ドル円予想レンジ 109.70- - 113.10
「‘no politician in history’ has been ‘treated worse or more unfairly’(歴史上、これ以上悪く、不公平に扱われた政治家はいない)」-。これは5/17のトランプ米大統領発言だ。翌日にはツイッターで「This is the single greatest witch hunt of a politician in American history! (米国史上、最大の魔女狩りだ)」と苛立ちを露わにした。理由は昨年の米大統領選挙を巡るトランプ陣営とロシアの関係を巡る疑惑報であり、米10年債金利や、6月のFOMC利上げ確率をも圧迫。ドル円は5/17-18の2日間で2円89銭幅のドル安円高となった。
「トランプ・ロシアゲート問題」の長期化懸念
トランプ米大統領によるロシアへの機密情報漏洩、連邦捜査局(FBI)の捜査妨害を巡る疑惑に対して、筆者は1972年6月に表面化したウォーターゲート事件問題を重ね合わせている。理由は1点。

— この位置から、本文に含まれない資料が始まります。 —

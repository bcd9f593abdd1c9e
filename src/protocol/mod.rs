//! Protocol module - interleaved framing and RTP packets.
//!
//! This module implements the binary side of the connection:
//! - `$`-marker interleaved frame type and encoding
//! - Frame buffer for accumulating partial reads with resynchronization
//! - RTP header encoding/decoding and packet decoding

mod frame_buffer;
mod interleaved;
mod packet;
mod rtp;

pub use frame_buffer::{FrameBuffer, DEFAULT_SCAN_WINDOW};
pub use interleaved::{
    build_frame, InterleavedFrame, INTERLEAVED_HEADER_SIZE, INTERLEAVED_MARKER,
    MAX_INTERLEAVED_PAYLOAD,
};
pub use packet::{decode_frame, decode_packet, Packet};
pub use rtp::{
    bits, header_len_for, PacketHeader, MAX_CSRC_COUNT, RTP_FIXED_HEADER_SIZE, RTP_VERSION,
};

今般の問題は一過性ではなく、トランプ大統領自らが辞任表明しない限り(若し辞任すればマイク・ペンス副大統領が昇格就任)、問題が長引くと読んでいるからだ。トランプ大統領への弾劾手続きが一部からは指摘されており、確かに合衆国憲法第2条4節(弾劾)で認められている。しかし弾劾も訴追も権限は上下院に属しており、議会占有率が共和党優勢な状況では現実的でないのが実際だろう。
2018年の中間選挙を見据えた駆け引きも開始されていることから難航は必至であり、ウォーターゲート事件当時のニクソン大統領が問題発覚から辞任表明をするまで約2年2カ月に及んだことを留意しておきたい。
5/22週ドル円見通し
「トランプ・ロシアゲート問題」は議会や世論の反発から減税や財政政策の大幅な遅れに繋がるとした見通しはドルブル派にはネガティブ材料だ。しかし前号でも指摘したが、FRBによる景気見通しは基調的な拡大傾向に変わりはない、との姿勢である。トランプ政権の先行きに関心が奪われがちだが、相次ぐ好調な米指標を鑑みると、FRBが6月利上げを引っ込める可能性は極めて低い、と読む。
5/22週はロシアゲート関連報に対して主要指標(石油輸出国機構(OPEC)総会、G7 シチリア・サミット、米1-3 月期GDP 改定値、4 月耐久財受注)に注視。5/27からイスラム・ラマダン休暇入り、5/29が英米休場になることから週末調整テンポが前倒しになる可能性にも警戒。
テクニカル観点では、日足一目均衡表雲枠内(上値111.82、下値110.76-16)突入での展開を推考。下値焦点は5/18安値110.23。200日線推移の109.70圏、4/24-25安値圏109.60-65、月足一目均衡表雲上限109.508が最終橋頭堡。上値焦点は5/17欧米時間下落前の戻り高値圏112.50-55、5/17高値113.12。